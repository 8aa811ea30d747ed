//! Output documents: ordered rule groups bound for one rule file.

use serde::Serialize;

use alertbook_core::Result;

use crate::schema::RuleGroup;

/// An ordered collection of rule groups destined for one serialized
/// Prometheus rule file (`groups:` top-level key).
#[derive(Debug, Clone, PartialEq, Serialize)]
pub struct OutputDocument {
    /// Logical source (host id, or `all` in single-document mode). Drives
    /// the output filename; not part of the serialized document.
    #[serde(skip)]
    pub name: String,
    pub groups: Vec<RuleGroup>,
}

impl OutputDocument {
    /// Serialize to the Prometheus rule-file YAML shape.
    pub fn to_yaml(&self) -> Result<String> {
        Ok(serde_yaml::to_string(self)?)
    }
}
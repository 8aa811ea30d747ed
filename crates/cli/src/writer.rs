//! Output document serialization to disk or stdout.

use std::fs;
use std::io::{self, Write};
use std::path::Path;

use anyhow::{Context, Result};
use tracing::info;

use alertbook_rules::OutputDocument;

/// Write every document to `<out_dir>/<name>.rules.yml`, or to stdout as
/// a YAML stream when no directory is given.
pub fn write_documents(documents: &[OutputDocument], out_dir: Option<&Path>) -> Result<()> {
    match out_dir {
        Some(dir) => {
            fs::create_dir_all(dir)
                .with_context(|| format!("failed to create output directory {}", dir.display()))?;
            for doc in documents {
                let path = dir.join(format!("{}.rules.yml", doc.name));
                fs::write(&path, doc.to_yaml()?)
                    .with_context(|| format!("failed to write {}", path.display()))?;
                info!(path = %path.display(), groups = doc.groups.len(), "wrote rule file");
            }
        }
        None => {
            let stdout = io::stdout();
            let mut out = stdout.lock();
            for doc in documents {
                writeln!(out, "---")?;
                writeln!(out, "# {}", doc.name)?;
                out.write_all(doc.to_yaml()?.as_bytes())?;
            }
        }
    }
    Ok(())
}

#[cfg(test)]
mod tests {
    use super::*;
    use alertbook_rules::{AlertRule, RuleGroup};
    use tempfile::TempDir;

    fn sample(name: &str) -> OutputDocument {
        OutputDocument {
            name: name.to_string(),
            groups: vec![RuleGroup {
                name: "g".to_string(),
                rules: vec![AlertRule {
                    alert: "A".to_string(),
                    expr: "up == 0".to_string(),
                    for_: None,
                    labels: None,
                    annotations: None,
                }],
            }],
        }
    }

    #[test]
    fn writes_one_file_per_document() {
        let dir = TempDir::new().unwrap();
        let docs = vec![sample("db1"), sample("web1")];

        write_documents(&docs, Some(dir.path())).unwrap();

        let db1 = dir.path().join("db1.rules.yml");
        let web1 = dir.path().join("web1.rules.yml");
        assert!(db1.exists());
        assert!(web1.exists());

        let contents = fs::read_to_string(db1).unwrap();
        assert!(contents.starts_with("groups:"));
        assert!(contents.contains("alert: A"));
    }

    #[test]
    fn creates_missing_output_directory() {
        let dir = TempDir::new().unwrap();
        let nested = dir.path().join("build").join("rules");

        write_documents(&[sample("db1")], Some(&nested)).unwrap();
        assert!(nested.join("db1.rules.yml").exists());
    }

    #[test]
    fn rerun_produces_identical_bytes() {
        let dir = TempDir::new().unwrap();
        let docs = vec![sample("db1")];

        write_documents(&docs, Some(dir.path())).unwrap();
        let first = fs::read(dir.path().join("db1.rules.yml")).unwrap();
        write_documents(&docs, Some(dir.path())).unwrap();
        let second = fs::read(dir.path().join("db1.rules.yml")).unwrap();
        assert_eq!(first, second);
    }
}
//! Variable resolution across global, group, and host scopes.
//!
//! Precedence, lowest to highest: global defaults < group variables
//! (ancestors first, descendants override) < host variables. The ancestor
//! order comes from [`Inventory::ancestor_groups`] and is applied in
//! reverse, so the most general group lands first and each re-application
//! overwrites earlier values for the same key.

use serde::Serialize;

use alertbook_core::CompileOptions;

use crate::model::{Host, Inventory, VarMap};

/// The effective variable set for exactly one host.
///
/// Immutable once produced; key order is deterministic given the same
/// input declaration order.
#[derive(Debug, Clone, PartialEq, Serialize)]
#[serde(transparent)]
pub struct VariableSet {
    vars: VarMap,
}

impl VariableSet {
    pub fn get(&self, key: &str) -> Option<&serde_yaml::Value> {
        self.vars.get(key)
    }

    pub fn contains_key(&self, key: &str) -> bool {
        self.vars.contains_key(key)
    }

    pub fn keys(&self) -> impl Iterator<Item = &str> {
        self.vars.keys().map(String::as_str)
    }

    pub fn len(&self) -> usize {
        self.vars.len()
    }

    pub fn is_empty(&self) -> bool {
        self.vars.is_empty()
    }
}

/// Resolve the variable set for one host.
///
/// Pure with respect to the (immutable) inventory: same input, same
/// output. Missing variables are not an error here; absence only surfaces
/// at render time.
pub fn resolve(inventory: &Inventory, host: &Host, options: &CompileOptions) -> VariableSet {
    let mut vars = inventory.defaults().clone();

    let ancestors = inventory.ancestor_groups(host);
    for gid in ancestors.iter().rev() {
        if let Some(group) = inventory.group(gid) {
            apply(&mut vars, &group.vars, options.deep_merge);
        }
    }

    apply(&mut vars, &host.vars, options.deep_merge);

    tracing::trace!(host = %host.id, keys = vars.len(), "resolved variable set");
    VariableSet { vars }
}

/// Overlay one scope onto the accumulated set.
///
/// Shallow by default: any key present in the overlay replaces the
/// accumulated value wholesale. In deep-merge mode, mapping-over-mapping
/// merges recursively; scalars and lists still replace.
fn apply(target: &mut VarMap, overlay: &VarMap, deep: bool) {
    for (key, value) in overlay {
        let merged = match target.get(key) {
            Some(existing) if deep && existing.is_mapping() && value.is_mapping() => {
                deep_merge(existing, value)
            }
            _ => value.clone(),
        };
        target.insert(key.clone(), merged);
    }
}

/// Deep-merge two YAML values: descendant fields win, arrays replace
/// entirely.
///
/// For map values: recursively merge. For all other types (scalars,
/// arrays): the descendant value replaces the ancestor one.
pub fn deep_merge(ancestor: &serde_yaml::Value, descendant: &serde_yaml::Value) -> serde_yaml::Value {
    match (ancestor, descendant) {
        (serde_yaml::Value::Mapping(am), serde_yaml::Value::Mapping(dm)) => {
            let mut merged = am.clone();
            for (key, dval) in dm {
                if let Some(aval) = am.get(key) {
                    merged.insert(key.clone(), deep_merge(aval, dval));
                } else {
                    merged.insert(key.clone(), dval.clone());
                }
            }
            serde_yaml::Value::Mapping(merged)
        }
        // For scalars, arrays, etc.: descendant wins.
        (_, descendant) => descendant.clone(),
    }
}

#[cfg(test)]
mod tests {
    use super::*;
    use crate::model::InventoryDoc;

    fn inventory(yaml: &str) -> Inventory {
        let doc: InventoryDoc = serde_yaml::from_str(yaml).unwrap();
        Inventory::from_doc(doc).unwrap()
    }

    fn resolve_for<'a>(inv: &'a Inventory, host: &str, opts: &CompileOptions) -> VariableSet {
        resolve(inv, inv.host(host).unwrap(), opts)
    }

    fn str_var(set: &VariableSet, key: &str) -> Option<String> {
        set.get(key).and_then(|v| v.as_str()).map(str::to_string)
    }

    #[test]
    fn worked_example_precedence() {
        // Host db1 in group db (port: 5432) in group prod (retention: 30d);
        // global default retention 15d; host var alertname.
        let inv = inventory(
            r#"
hosts:
  db1:
    groups: [db]
    vars:
      alertname: DBDown
groups:
  db:
    parents: [prod]
    vars:
      port: 5432
  prod:
    vars:
      retention: 30d
defaults:
  retention: 15d
"#,
        );
        let set = resolve_for(&inv, "db1", &CompileOptions::default());
        assert_eq!(set.get("port").and_then(|v| v.as_i64()), Some(5432));
        assert_eq!(str_var(&set, "retention").as_deref(), Some("30d"));
        assert_eq!(str_var(&set, "alertname").as_deref(), Some("DBDown"));
        assert_eq!(set.len(), 3);
    }

    #[test]
    fn groupless_host_gets_defaults_plus_own_vars() {
        let inv = inventory(
            r#"
hosts:
  lonely:
    vars:
      who: me
defaults:
  retention: 15d
"#,
        );
        let set = resolve_for(&inv, "lonely", &CompileOptions::default());
        assert_eq!(str_var(&set, "retention").as_deref(), Some("15d"));
        assert_eq!(str_var(&set, "who").as_deref(), Some("me"));
        assert_eq!(set.len(), 2);
    }

    #[test]
    fn host_vars_beat_every_group() {
        let inv = inventory(
            r#"
hosts:
  h1:
    groups: [g]
    vars:
      key: host-wins
groups:
  g:
    vars:
      key: group-value
defaults:
  key: default-value
"#,
        );
        let set = resolve_for(&inv, "h1", &CompileOptions::default());
        assert_eq!(str_var(&set, "key").as_deref(), Some("host-wins"));
    }

    #[test]
    fn descendant_group_overrides_ancestor() {
        let inv = inventory(
            r#"
hosts:
  h1:
    groups: [child]
groups:
  child:
    parents: [parent]
    vars:
      key: child
  parent:
    vars:
      key: parent
"#,
        );
        let set = resolve_for(&inv, "h1", &CompileOptions::default());
        assert_eq!(str_var(&set, "key").as_deref(), Some("child"));
    }

    #[test]
    fn sibling_order_independent_for_disjoint_keys() {
        let a = inventory(
            "hosts:\n  h1:\n    groups: [g1, g2]\ngroups:\n  g1:\n    vars: {a: 1}\n  g2:\n    vars: {b: 2}\n",
        );
        let b = inventory(
            "hosts:\n  h1:\n    groups: [g2, g1]\ngroups:\n  g2:\n    vars: {b: 2}\n  g1:\n    vars: {a: 1}\n",
        );
        let opts = CompileOptions::default();
        let sa = resolve_for(&a, "h1", &opts);
        let sb = resolve_for(&b, "h1", &opts);
        assert_eq!(sa.get("a"), sb.get("a"));
        assert_eq!(sa.get("b"), sb.get("b"));
    }

    #[test]
    fn first_declared_sibling_wins_shared_key() {
        // Ancestor list is [g1, g2]; applied in reverse, g1 lands last.
        let inv = inventory(
            "hosts:\n  h1:\n    groups: [g1, g2]\ngroups:\n  g1:\n    vars: {key: one}\n  g2:\n    vars: {key: two}\n",
        );
        let set = resolve_for(&inv, "h1", &CompileOptions::default());
        assert_eq!(str_var(&set, "key").as_deref(), Some("one"));
    }

    #[test]
    fn diamond_ancestor_applied_once() {
        let inv = inventory(
            r#"
hosts:
  h1:
    groups: [left, right]
groups:
  base:
    vars:
      key: base
      only_base: yes
  left:
    parents: [base]
  right:
    parents: [base]
    vars:
      key: right
"#,
        );
        let set = resolve_for(&inv, "h1", &CompileOptions::default());
        // base is most general; right overrides it.
        assert_eq!(str_var(&set, "key").as_deref(), Some("right"));
        assert!(set.contains_key("only_base"));
    }

    #[test]
    fn shallow_merge_replaces_mappings() {
        let inv = inventory(
            r#"
hosts:
  h1:
    groups: [g]
    vars:
      labels:
        team: db
groups:
  g:
    vars:
      labels:
        severity: critical
        team: infra
"#,
        );
        let set = resolve_for(&inv, "h1", &CompileOptions::default());
        let labels = set.get("labels").unwrap().as_mapping().unwrap();
        // Host mapping replaced the group mapping wholesale.
        assert_eq!(labels.len(), 1);
        assert!(labels.get("severity").is_none());
    }

    #[test]
    fn deep_merge_combines_mapping_keys() {
        let inv = inventory(
            r#"
hosts:
  h1:
    groups: [g]
    vars:
      labels:
        team: db
groups:
  g:
    vars:
      labels:
        severity: critical
        team: infra
"#,
        );
        let opts = CompileOptions {
            deep_merge: true,
            ..CompileOptions::default()
        };
        let set = resolve_for(&inv, "h1", &opts);
        let labels = set.get("labels").unwrap().as_mapping().unwrap();
        assert_eq!(labels.len(), 2);
        assert_eq!(labels.get("severity").and_then(|v| v.as_str()), Some("critical"));
        // Descendant key wins at the nested level.
        assert_eq!(labels.get("team").and_then(|v| v.as_str()), Some("db"));
    }

    #[test]
    fn deep_merge_still_replaces_lists_and_scalars() {
        let inv = inventory(
            r#"
hosts:
  h1:
    groups: [g]
    vars:
      ports: [9090]
      labels: just-a-string
groups:
  g:
    vars:
      ports: [1, 2, 3]
      labels:
        severity: critical
"#,
        );
        let opts = CompileOptions {
            deep_merge: true,
            ..CompileOptions::default()
        };
        let set = resolve_for(&inv, "h1", &opts);
        let ports = set.get("ports").unwrap().as_sequence().unwrap();
        assert_eq!(ports.len(), 1);
        // Scalar into a mapping position: overwrite, no merge.
        assert_eq!(set.get("labels").and_then(|v| v.as_str()), Some("just-a-string"));
    }

    #[test]
    fn resolution_is_deterministic() {
        let inv = inventory(
            "hosts:\n  h1:\n    groups: [g1, g2]\ngroups:\n  g1:\n    vars: {key: one}\n  g2:\n    vars: {key: two, extra: x}\n",
        );
        let opts = CompileOptions::default();
        let first = resolve_for(&inv, "h1", &opts);
        let second = resolve_for(&inv, "h1", &opts);
        assert_eq!(first, second);
        let keys_a: Vec<_> = first.keys().collect();
        let keys_b: Vec<_> = second.keys().collect();
        assert_eq!(keys_a, keys_b);
    }
}
//! Input file discovery and loading.
//!
//! The on-disk layout is Ansible-inspired: one inventory YAML file with
//! optional `group_vars/` and `host_vars/` directories next to it, and a
//! rules directory scanned for template files. Dotfiles and non-YAML
//! files are skipped. All ordering is made stable (sorted file names) so
//! repeated runs see identical input order.

use std::fs;
use std::path::Path;

use tracing::{debug, info};
use walkdir::WalkDir;

use alertbook_core::{CompileError, Result};
use alertbook_inventory::{GroupDecl, HostDecl, InventoryDoc, VarMap};
use alertbook_rules::RuleTemplate;

/// Load the inventory document and fold in `group_vars/` / `host_vars/`
/// files found next to it.
///
/// Per-scope file variables override the inline `vars:` of the same
/// scope. A vars file naming an undeclared group or host is a schema
/// error, consistent with host memberships referencing undeclared groups.
pub fn load_inventory(path: &Path) -> Result<InventoryDoc> {
    let contents = fs::read_to_string(path)?;
    let mut doc: InventoryDoc = serde_yaml::from_str(&contents).map_err(|e| CompileError::Schema {
        path: path.display().to_string(),
        message: e.to_string(),
    })?;

    let base = path.parent().unwrap_or_else(|| Path::new("."));
    merge_group_vars(&mut doc, &base.join("group_vars"))?;
    merge_host_vars(&mut doc, &base.join("host_vars"))?;

    info!(
        path = %path.display(),
        hosts = doc.hosts.len(),
        groups = doc.groups.len(),
        "loaded inventory"
    );
    Ok(doc)
}

fn merge_group_vars(doc: &mut InventoryDoc, dir: &Path) -> Result<()> {
    for (name, vars) in scope_var_files(dir)? {
        match doc.groups.get_mut(&name) {
            Some(decl) => {
                let decl = decl.get_or_insert_with(GroupDecl::default);
                decl.vars.extend(vars);
                debug!(group = %name, "merged group_vars file");
            }
            None => {
                return Err(CompileError::Schema {
                    path: format!("group_vars/{}.yml", name),
                    message: format!("references undeclared group '{}'", name),
                });
            }
        }
    }
    Ok(())
}

fn merge_host_vars(doc: &mut InventoryDoc, dir: &Path) -> Result<()> {
    for (name, vars) in scope_var_files(dir)? {
        match doc.hosts.get_mut(&name) {
            Some(decl) => {
                let decl = decl.get_or_insert_with(HostDecl::default);
                decl.vars.extend(vars);
                debug!(host = %name, "merged host_vars file");
            }
            None => {
                return Err(CompileError::Schema {
                    path: format!("host_vars/{}.yml", name),
                    message: format!("references undeclared host '{}'", name),
                });
            }
        }
    }
    Ok(())
}

/// Read every YAML file in a scope-vars directory as `(stem, vars)`, in
/// sorted filename order. A missing directory is fine.
fn scope_var_files(dir: &Path) -> Result<Vec<(String, VarMap)>> {
    let mut files = Vec::new();
    if !dir.is_dir() {
        return Ok(files);
    }

    let mut paths: Vec<_> = fs::read_dir(dir)?
        .filter_map(|entry| entry.ok().map(|e| e.path()))
        .filter(|p| p.is_file() && is_yaml(p) && !is_dotfile(p))
        .collect();
    paths.sort();

    for path in paths {
        let stem = match path.file_stem().and_then(|s| s.to_str()) {
            Some(stem) => stem.to_string(),
            None => continue,
        };
        let contents = fs::read_to_string(&path)?;
        let vars: VarMap = serde_yaml::from_str(&contents).map_err(|e| CompileError::Schema {
            path: path.display().to_string(),
            message: e.to_string(),
        })?;
        files.push((stem, vars));
    }
    Ok(files)
}

/// Scan the rules directory for template files, in sorted path order.
///
/// Template declaration order is the sorted file order; it fixes the
/// group order inside each output document.
pub fn load_templates(dir: &Path) -> Result<Vec<RuleTemplate>> {
    if !dir.is_dir() {
        return Err(CompileError::Schema {
            path: dir.display().to_string(),
            message: "rules directory not found".to_string(),
        });
    }

    let mut templates: Vec<RuleTemplate> = Vec::new();

    let mut paths: Vec<_> = WalkDir::new(dir)
        .sort_by_file_name()
        .into_iter()
        .filter_map(|entry| entry.ok())
        .filter(|entry| entry.file_type().is_file())
        .map(|entry| entry.into_path())
        .filter(|path| is_yaml(path) && !is_dotfile(path))
        .collect();
    paths.sort();

    for path in paths {
        let contents = fs::read_to_string(&path)?;
        let template: RuleTemplate =
            serde_yaml::from_str(&contents).map_err(|e| CompileError::Schema {
                path: path.display().to_string(),
                message: e.to_string(),
            })?;

        if templates.iter().any(|t| t.name == template.name) {
            return Err(CompileError::Schema {
                path: path.display().to_string(),
                message: format!("duplicate template name '{}'", template.name),
            });
        }

        debug!(template = %template.name, path = %path.display(), "loaded template");
        templates.push(template);
    }

    info!(count = templates.len(), dir = %dir.display(), "loaded templates");
    Ok(templates)
}

fn is_yaml(path: &Path) -> bool {
    path.extension()
        .and_then(|e| e.to_str())
        .map(|e| e == "yml" || e == "yaml")
        .unwrap_or(false)
}

fn is_dotfile(path: &Path) -> bool {
    path.file_name()
        .and_then(|n| n.to_str())
        .map(|n| n.starts_with('.'))
        .unwrap_or(false)
}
▬▬▬▬▬▬
## Work to be completed
Above are the entries; count how many of their lines contain the word "GroupDecl" and give only that number.

## Task output
2